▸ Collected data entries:
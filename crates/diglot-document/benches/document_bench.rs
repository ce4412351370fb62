// SPDX-License-Identifier: PMPL-1.0-or-later
// Copyright (c) 2026 Jonathan D.A. Jewell (hyperpolymath) <jonathan.jewell@open.ac.uk>
//
// Criterion benchmarks for the diglot-document crate: image normalization
// and positional alignment.

use std::io::Cursor;

use criterion::{Criterion, black_box, criterion_group, criterion_main};
use image::{DynamicImage, ImageFormat, Rgb, RgbImage};

use diglot_core::config::{ImageSettings, TargetImageFormat};
use diglot_core::types::ContentUnit;
use diglot_document::align;
use diglot_document::image::normalize;

// ---------------------------------------------------------------------------
// Benchmarks
// ---------------------------------------------------------------------------

/// Normalize a 1200x800 PNG down to 600 pixels wide, re-encoded as JPEG.
fn bench_normalize(c: &mut Criterion) {
    let img = RgbImage::from_fn(1200, 800, |x, y| Rgb([(x % 256) as u8, (y % 256) as u8, 128]));
    let mut png = Vec::new();
    DynamicImage::ImageRgb8(img)
        .write_to(&mut Cursor::new(&mut png), ImageFormat::Png)
        .unwrap();

    let settings = ImageSettings {
        max_width: 600,
        format: TargetImageFormat::Jpeg,
        ..ImageSettings::default()
    };

    c.bench_function("normalize (1200x800 png -> 600w jpeg)", |b| {
        b.iter(|| black_box(normalize(black_box(&png), &settings).unwrap()));
    });
}

/// Align two editions of unequal length.
fn bench_align(c: &mut Criterion) {
    let left: Vec<ContentUnit> = (0..5_000)
        .map(|i| ContentUnit::paragraph(i, format!("left paragraph {i}")))
        .collect();
    let right: Vec<ContentUnit> = (0..5_400)
        .map(|i| ContentUnit::paragraph(i, format!("right paragraph {i}")))
        .collect();

    c.bench_function("align (5000 x 5400 units)", |b| {
        b.iter(|| black_box(align(black_box(&left), black_box(&right)).len()));
    });
}

criterion_group!(benches, bench_normalize, bench_align);
criterion_main!(benches);
// SPDX-License-Identifier: PMPL-1.0-or-later
// Copyright (c) 2026 Jonathan D.A. Jewell (hyperpolymath) <jonathan.jewell@open.ac.uk>
//
// PDF extractor — one paragraph unit per page, holding that page's full text,
// using the `lopdf` crate.

use std::path::Path;

use diglot_core::error::ExtractionFailure;
use diglot_core::types::{ContentUnit, SourceMeta};
use lopdf::Document;
use tracing::{debug, info, instrument, warn};

/// Extract one unit per page, in page order. Each unit carries its 1-based
/// page number. A page whose text cannot be decoded becomes an empty unit so
/// page numbering stays intact.
#[instrument(skip(data), fields(path = %path.display(), bytes = data.len()))]
pub fn extract(path: &Path, data: &[u8]) -> Result<Vec<ContentUnit>, ExtractionFailure> {
    let document = Document::load_mem(data)
        .map_err(|err| ExtractionFailure::parse(path, format!("failed to load PDF: {err}")))?;

    let pages = document.get_pages();
    info!(pages = pages.len(), "PDF loaded");

    // lopdf pages are keyed by 1-indexed page number, in ascending order.
    let units = pages
        .keys()
        .enumerate()
        .map(|(index, &page_number)| {
            let text = document.extract_text(&[page_number]).unwrap_or_else(|err| {
                warn!(page_number, error = %err, "Cannot decode page text");
                String::new()
            });
            debug!(page_number, chars = text.len(), "Page extracted");
            ContentUnit::paragraph(index, text).with_meta(SourceMeta::Page(page_number))
        })
        .collect();

    Ok(units)
}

▸ Assigned task: Nothing in the data should be altered; please repeat it exactly.

▸ Output:
filename crates/diglot-document/benches/document_bench.rs
repository ce4412351370fb62
// SPDX-License-Identifier: PMPL-1.0-or-later
// Copyright (c) 2026 Jonathan D.A. Jewell (hyperpolymath) <jonathan.jewell@open.ac.uk>
//
// Criterion benchmarks for the diglot-document crate: image normalization
// and positional alignment.

use std::io::Cursor;

use criterion::{Criterion, black_box, criterion_group, criterion_main};
use image::{DynamicImage, ImageFormat, Rgb, RgbImage};

use diglot_core::config::{ImageSettings, TargetImageFormat};
use diglot_core::types::ContentUnit;
use diglot_document::align;
use diglot_document::image::normalize;

// ---------------------------------------------------------------------------
// Benchmarks
// ---------------------------------------------------------------------------

/// Normalize a 1200x800 PNG down to 600 pixels wide, re-encoded as JPEG.
fn bench_normalize(c: &mut Criterion) {
    let img = RgbImage::from_fn(1200, 800, |x, y| Rgb([(x % 256) as u8, (y % 256) as u8, 128]));
    let mut png = Vec::new();
    DynamicImage::ImageRgb8(img)
        .write_to(&mut Cursor::new(&mut png), ImageFormat::Png)
        .unwrap();

    let settings = ImageSettings {
        max_width: 600,
        format: TargetImageFormat::Jpeg,
        ..ImageSettings::default()
    };

    c.bench_function("normalize (1200x800 png -> 600w jpeg)", |b| {
        b.iter(|| black_box(normalize(black_box(&png), &settings).unwrap()));
    });
}

/// Align two editions of unequal length.
fn bench_align(c: &mut Criterion) {
    let left: Vec<ContentUnit> = (0..5_000)
        .map(|i| ContentUnit::paragraph(i, format!("left paragraph {i}")))
        .collect();
    let right: Vec<ContentUnit> = (0..5_400)
        .map(|i| ContentUnit::paragraph(i, format!("right paragraph {i}")))
        .collect();

    c.bench_function("align (5000 x 5400 units)", |b| {
        b.iter(|| black_box(align(black_box(&left), black_box(&right)).len()));
    });
}

criterion_group!(benches, bench_normalize, bench_align);
criterion_main!(benches);
// SPDX-License-Identifier: PMPL-1.0-or-later
// Copyright (c) 2026 Jonathan D.A. Jewell (hyperpolymath) <jonathan.jewell@open.ac.uk>
//
// PDF extractor — one paragraph unit per page, holding that page's full text,
// using the `lopdf` crate.

use std::path::Path;

use diglot_core::error::ExtractionFailure;
use diglot_core::types::{ContentUnit, SourceMeta};
use lopdf::Document;
use tracing::{debug, info, instrument, warn};

/// Extract one unit per page, in page order. Each unit carries its 1-based
/// page number. A page whose text cannot be decoded becomes an empty unit so
/// page numbering stays intact.
#[instrument(skip(data), fields(path = %path.display(), bytes = data.len()))]
pub fn extract(path: &Path, data: &[u8]) -> Result<Vec<ContentUnit>, ExtractionFailure> {
    let document = Document::load_mem(data)
        .map_err(|err| ExtractionFailure::parse(path, format!("failed to load PDF: {err}")))?;

    let pages = document.get_pages();
    info!(pages = pages.len(), "PDF loaded");

    // lopdf pages are keyed by 1-indexed page number, in ascending order.
    let units = pages
        .keys()
        .enumerate()
        .map(|(index, &page_number)| {
            let text = document.extract_text(&[page_number]).unwrap_or_else(|err| {
                warn!(page_number, error = %err, "Cannot decode page text");
                String::new()
            });
            debug!(page_number, chars = text.len(), "Page extracted");
            ContentUnit::paragraph(index, text).with_meta(SourceMeta::Page(page_number))
        })
        .collect();

    Ok(units)
}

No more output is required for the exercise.